W tym roku nie planowaliśmy wakacji zagranicą ze względu na ślubne plany, ale jako, że oboje byliśmy już zmęczeni pędzącym życiem, tuż po moich egzaminach obiecaliśmy sobie, że na początku lipca polecimy na wakacje aby się zrelaksować. Kierunków było kilka, ale zdecydowaliśmy się ponownie na Grecję. Bo bezpiecznie, bo pięknie i oferta jaką otrzymaliśmy w biurze podróży zachęciła Nas, żeby polecieć właśnie na Zante ;D
 Tak tez się stało. Polecieliśmy na tydzień. Tyle nam w zupełności wystarczyło by odpocząć i aby poznać ta malowniczą wyspę całą w sobie :)
 Zakynthos - Wyspa ta to raj na Ziemi. Krystaliczna i niesamowicie błękitna woda, białe, kilkusetmetrowe klify i długie piaszczyste plaże to tylko niektóre z atutów Zakynthos. Symbolem wyspy są wodne żółwie Caretta caretta, które na tutejszych plażach składają jaja.

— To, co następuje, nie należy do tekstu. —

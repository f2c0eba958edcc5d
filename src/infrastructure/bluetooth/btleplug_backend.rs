//! `btleplug`-backed transport.
//!
//! Wraps the platform BLE stack behind the [`Transport`] trait: a scan
//! filtered on the controller service UUID, a central event pump that
//! forwards discoveries and link loss, and per-characteristic reads and
//! writes. Long-running radio operations (connect, read, write) run in
//! spawned tasks so no trait method blocks the session; their outcomes
//! arrive as [`TransportEvent`]s.

use std::collections::HashMap;
use std::sync::{Arc, Mutex};

use async_trait::async_trait;
use btleplug::api::{
    Central, CentralEvent, Characteristic, Manager as _, Peripheral as _, ScanFilter, WriteType,
};
use btleplug::platform::{Adapter, Manager, Peripheral};
use futures::StreamExt;
use tokio::task::JoinHandle;
use tracing::{debug, info, warn};
use uuid::Uuid;

use crate::domain::models::Attribute;
use crate::infrastructure::bluetooth::protocol;
use crate::infrastructure::bluetooth::transport::{
    PeripheralId, Transport, TransportError, TransportEvent, TransportEventSender,
};

/// The GATT identifiers the transport looks for. Defaults to the
/// controller contract in [`protocol`]; overridable through settings for
/// reflashed peripherals.
#[derive(Debug, Clone, Copy)]
pub struct AttributeUuids {
    pub service: Uuid,
    pub brightness: Uuid,
    pub animation: Uuid,
    pub delay_time: Uuid,
    pub color: Uuid,
}

impl AttributeUuids {
    pub fn for_attribute(&self, attribute: Attribute) -> Uuid {
        match attribute {
            Attribute::Brightness => self.brightness,
            Attribute::Animation => self.animation,
            Attribute::DelayTime => self.delay_time,
            Attribute::Color => self.color,
        }
    }
}

impl Default for AttributeUuids {
    fn default() -> Self {
        Self {
            service: protocol::SERVICE_UUID,
            brightness: protocol::BRIGHTNESS_CHAR_UUID,
            animation: protocol::ANIMATION_CHAR_UUID,
            delay_time: protocol::DELAY_TIME_CHAR_UUID,
            color: protocol::COLOR_CHAR_UUID,
        }
    }
}

fn backend(error: btleplug::Error) -> TransportError {
    TransportError::Backend(error.into())
}

pub struct BtleplugTransport {
    events: TransportEventSender,
    uuids: AttributeUuids,
    adapter: Option<Adapter>,
    peripheral: Option<Peripheral>,
    characteristics: HashMap<Attribute, Characteristic>,
    /// Peripheral id the pump should report link loss for.
    current: Arc<Mutex<Option<String>>>,
    event_pump: Option<JoinHandle<()>>,
}

impl BtleplugTransport {
    pub fn new(events: TransportEventSender, uuids: AttributeUuids) -> Self {
        Self {
            events,
            uuids,
            adapter: None,
            peripheral: None,
            characteristics: HashMap::new(),
            current: Arc::new(Mutex::new(None)),
            event_pump: None,
        }
    }

    /// Lazily acquire the first available adapter.
    async fn adapter(&mut self) -> Result<&Adapter, TransportError> {
        if self.adapter.is_none() {
            let manager = Manager::new().await.map_err(backend)?;
            let adapter = manager
                .adapters()
                .await
                .map_err(backend)?
                .into_iter()
                .next()
                .ok_or(TransportError::NoAdapter)?;
            let name = adapter.adapter_info().await.map_err(backend)?;
            info!(%name, "using adapter");
            self.adapter = Some(adapter);
        }
        self.adapter.as_ref().ok_or(TransportError::NoAdapter)
    }

    /// Forward central events onto the transport event channel. Started
    /// once, on the first scan.
    async fn start_event_pump(&mut self) -> Result<(), TransportError> {
        if self.event_pump.is_some() {
            return Ok(());
        }
        let adapter = self.adapter().await?;
        let mut stream = adapter.events().await.map_err(backend)?;

        let events = self.events.clone();
        let current = self.current.clone();
        self.event_pump = Some(tokio::spawn(async move {
            while let Some(event) = stream.next().await {
                match event {
                    CentralEvent::DeviceDiscovered(id) => {
                        let _ = events.send(TransportEvent::PeripheralDiscovered(PeripheralId(
                            id.to_string(),
                        )));
                    }
                    CentralEvent::DeviceDisconnected(id) => {
                        let ours = current
                            .lock()
                            .map(|c| c.as_deref() == Some(id.to_string().as_str()))
                            .unwrap_or(false);
                        if ours {
                            let _ = events.send(TransportEvent::Disconnected);
                        } else {
                            debug!(%id, "ignoring disconnect of unrelated peripheral");
                        }
                    }
                    _ => {}
                }
            }
        }));
        Ok(())
    }
}

#[async_trait]
impl Transport for BtleplugTransport {
    async fn start_scan(&mut self) -> Result<(), TransportError> {
        self.start_event_pump().await?;
        let service = self.uuids.service;
        let adapter = self.adapter().await?;
        adapter
            .start_scan(ScanFilter {
                services: vec![service],
            })
            .await
            .map_err(backend)?;
        info!(%service, "scanning for LED controller");
        Ok(())
    }

    async fn stop_scan(&mut self) -> Result<(), TransportError> {
        if let Some(adapter) = &self.adapter {
            adapter.stop_scan().await.map_err(backend)?;
        }
        Ok(())
    }

    async fn connect(&mut self, peripheral: &PeripheralId) -> Result<(), TransportError> {
        let adapter = self.adapter().await?;
        let found = adapter
            .peripherals()
            .await
            .map_err(backend)?
            .into_iter()
            .find(|p| p.id().to_string() == peripheral.0);
        let Some(found) = found else {
            return Err(TransportError::Backend(anyhow::anyhow!(
                "peripheral {peripheral} no longer known to the adapter"
            )));
        };

        if let Ok(mut current) = self.current.lock() {
            *current = Some(peripheral.0.clone());
        }
        self.peripheral = Some(found.clone());

        let events = self.events.clone();
        tokio::spawn(async move {
            match found.connect().await {
                Ok(()) => {
                    info!("peripheral connected");
                    let _ = events.send(TransportEvent::Connected);
                }
                Err(error) => {
                    warn!(%error, "connect failed");
                    let _ = events.send(TransportEvent::Failed(backend(error)));
                }
            }
        });
        Ok(())
    }

    async fn discover_attributes(&mut self) -> Result<(), TransportError> {
        let peripheral = self.peripheral.as_ref().ok_or(TransportError::NotConnected)?;
        peripheral.discover_services().await.map_err(backend)?;

        let service = peripheral
            .services()
            .into_iter()
            .find(|s| s.uuid == self.uuids.service)
            .ok_or(TransportError::ServiceNotFound)?;
        debug!(uuid = %service.uuid, "controller service found");

        self.characteristics.clear();
        for attribute in Attribute::ALL {
            let uuid = self.uuids.for_attribute(attribute);
            let characteristic = service
                .characteristics
                .iter()
                .find(|c| c.uuid == uuid)
                .cloned()
                .ok_or(TransportError::CharacteristicNotFound(attribute))?;
            self.characteristics.insert(attribute, characteristic);
        }

        let _ = self.events.send(TransportEvent::AttributesDiscovered);
        Ok(())
    }

    async fn read_attribute(&mut self, attribute: Attribute) -> Result<(), TransportError> {
        let peripheral = self
            .peripheral
            .as_ref()
            .ok_or(TransportError::NotConnected)?
            .clone();
        let characteristic = self
            .characteristics
            .get(&attribute)
            .ok_or(TransportError::CharacteristicNotFound(attribute))?
            .clone();

        let events = self.events.clone();
        tokio::spawn(async move {
            match peripheral.read(&characteristic).await {
                Ok(bytes) => {
                    let _ = events.send(TransportEvent::ReadCompleted { attribute, bytes });
                }
                Err(error) => {
                    warn!(%attribute, %error, "characteristic read failed");
                    let _ = events.send(TransportEvent::Failed(TransportError::ReadFailed(
                        attribute,
                    )));
                }
            }
        });
        Ok(())
    }

    async fn write_attribute(
        &mut self,
        attribute: Attribute,
        payload: &[u8],
    ) -> Result<(), TransportError> {
        let peripheral = self
            .peripheral
            .as_ref()
            .ok_or(TransportError::NotConnected)?
            .clone();
        let characteristic = self
            .characteristics
            .get(&attribute)
            .ok_or(TransportError::CharacteristicNotFound(attribute))?
            .clone();
        let payload = payload.to_vec();

        let events = self.events.clone();
        tokio::spawn(async move {
            match peripheral
                .write(&characteristic, &payload, WriteType::WithResponse)
                .await
            {
                Ok(()) => {
                    let _ = events.send(TransportEvent::WriteCompleted { attribute });
                }
                Err(error) => {
                    warn!(%attribute, %error, "characteristic write failed");
                    let _ = events.send(TransportEvent::Failed(TransportError::WriteFailed(
                        attribute,
                    )));
                }
            }
        });
        Ok(())
    }

    async fn disconnect(&mut self) {
        if let Ok(mut current) = self.current.lock() {
            *current = None;
        }
        self.characteristics.clear();
        if let Some(peripheral) = self.peripheral.take() {
            if let Err(error) = peripheral.disconnect().await {
                warn!(%error, "disconnect reported an error");
            }
        }
    }
}

impl Drop for BtleplugTransport {
    fn drop(&mut self) {
        if let Some(pump) = self.event_pump.take() {
            pump.abort();
        }
    }
}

Wyspa uważana jest za jedną z bardziej urokliwych w tym regionie Grecji 

 Wyżłobiona w skale twarz mitologicznego boga Zeusa.
Takich twarzy w skałach była niezliczona ilość.
Wyspa jest bardzo zazieleniona, ponieważ przez 2,5 miesiąca pada tam non stop deszcz!
Jaskinia zakochanych
Zachód słońca nad naszym hotelem
Nasza ulubiona plaża w Alykes. Czysta, płytka i taka błękitnaaa!
Goście z naszego hotelu mieli leżaki za 3euro na czystym, zielonym trawniku gdzie można było się naprawdę odprężyć i delektować się ciszą z dala od hotelowego basenu :P. 
Od czasu do czasu podchodził do nas pan zachęcając na zakup owocowej sałatki z mango, arbuza i z innych tropikalnych owoców albo można było skosztować pyszną kawe mrożoną u wesołego Greka Costa's :D

Ja i mój wakacyjny nastrój :D
Pocztówki z wakacji dla najbliższych to obowiązek w moim przypadku :)
Basen hotelowy w promieniach słońca
I basen po zmierzchu
Takiego tańczącego w wodzie jeżowca to ja jeszcze nie widziałam ;)
 Płyniemy na zatoke wraku :)
Nasza łódź i brzmienie greckich hitów umilały rejs
Fale pozwoliły nam w 20 min już dotrzeć na plaże Navagio
Ja z wrakiem statku przemytniczego
I słynna plaża Navagio pełna tłumów w sezonie. 
I szczerze? Poza wodą o różnych odcieniach turkusu ta nie zrobiła na nas szczególnego wrażenia i godzina przebywania na niej w zupełności nam wystarczyło.... 
Na Zakynthos są jeszcze piękniejsze plaże, a ta jest przereklamowana. No i ten piasek. Ałaaa... bez specjalnych butów się nie obyło.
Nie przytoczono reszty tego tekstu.